//! BER primitive encode/decode
//!
//! One tag-length-value triple at a time: identifier octets (short and
//! base-128 high-tag form), length octets (short, long, indefinite), signed
//! integers, OID content with the fused first octet, and generalized/UTC
//! time strings.
//!
//! Two behaviours here are deliberately non-canonical because the peer
//! implementations of this record format expect them bit-for-bit:
//!
//! * a long-form length gains an extra leading zero octet whenever the
//!   minimal encoding would have the top bit of its first octet set;
//! * header integer slots can be emitted in a fixed maximum-width form
//!   (see [`encode_integer_fixed`]) so they can be overwritten in place
//!   without shifting the surrounding bytes.

use etsili_core::error::{EtsiliError, EtsiliResult};
use etsili_core::time::{format_generalized, Timeval};
use etsili_core::{tag, IdentClass};

/// Widest integer content the codec will emit or accept.
pub const MAX_LENGTH_OCTETS: usize = 8;

/// Longest identifier continuation we will decode.
pub const MAX_IDENT_OCTETS: usize = 4;

/// A value staged for encoding, interpreted according to the encode-as tag.
#[derive(Debug, Clone, Copy)]
pub enum EncodeValue<'a> {
    None,
    Bytes(&'a [u8]),
    /// Signed integer plus the declared byte width used verbatim for
    /// negative values.
    Integer {
        value: i64,
        width: u8,
    },
    Time(Timeval),
}

impl<'a> EncodeValue<'a> {
    pub fn int(value: i64) -> Self {
        EncodeValue::Integer { value, width: 8 }
    }

    /// Content length as seen by the preamble-size calculation.
    pub fn raw_len(&self) -> usize {
        match self {
            EncodeValue::None => 0,
            EncodeValue::Bytes(b) => b.len(),
            EncodeValue::Integer { width, .. } => *width as usize,
            EncodeValue::Time(_) => 0,
        }
    }
}

pub(crate) fn log256_size(x: u64) -> u32 {
    let mut n = 1;
    let mut v = x;
    while v >= 256 {
        v >>= 8;
        n += 1;
    }
    n
}

fn log128_size(x: u64) -> u32 {
    let mut n = 1;
    let mut v = x;
    while v >= 128 {
        v >>= 7;
        n += 1;
    }
    n
}

/// Smallest value that forces one more content octet than `lenocts` would
/// minimally hold, because the top bit of the leading octet must stay clear.
fn extra_octet_thresh(lenocts: u32) -> u64 {
    1u64 << (lenocts * 8 - 1)
}

/// Number of octets a long-form length field spends on the value itself,
/// including the extra leading zero the format requires when the top bit of
/// the minimal encoding would be set.
pub fn encoded_length_octets(len: u64) -> u32 {
    let mut lenocts = log256_size(len);
    if len > extra_octet_thresh(lenocts) {
        lenocts += 1;
    }
    lenocts
}

/// Bytes consumed by the identifier octets for `ident`.
pub fn identifier_octets(ident: u32) -> usize {
    if ident <= 30 {
        1
    } else {
        1 + log128_size(ident as u64) as usize
    }
}

/// Bytes consumed by the length field announcing `len` content octets.
pub fn length_field_octets(len: usize) -> usize {
    if len < 128 {
        1
    } else {
        1 + encoded_length_octets(len as u64) as usize
    }
}

/// Preamble (identifier + length field) size for a definite item.
pub fn preamble_octets(ident: u32, len: usize) -> usize {
    identifier_octets(ident) + length_field_octets(len)
}

/// Append the identifier octets for (class, ident).
pub fn push_identifier(class: IdentClass, ident: u32, out: &mut Vec<u8>) -> EtsiliResult<usize> {
    let Some(bits) = class.to_bits() else {
        return Err(EtsiliError::InvalidData(
            "cannot encode an item with unknown class".to_string(),
        ));
    };

    if ident <= 30 {
        out.push((bits << 5) | ident as u8);
        return Ok(1);
    }

    out.push((bits << 5) | 0x1f);
    // Base-128 digits, most significant first, continuation bit on all but
    // the last.
    let mut digits = [0u8; 5];
    let mut n = 0;
    let mut rem = ident;
    while rem > 0 {
        digits[n] = (rem & 0x7f) as u8;
        rem >>= 7;
        n += 1;
    }
    for i in (0..n).rev() {
        if i > 0 {
            out.push(0x80 | digits[i]);
        } else {
            out.push(digits[i]);
        }
    }
    Ok(n + 1)
}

============================================================

→ **The task**: Looking at the records above, which lines contain "return"? Copy those lines.

→ **Response below**:
        return Err(EtsiliError::InvalidData(
        return Ok(1);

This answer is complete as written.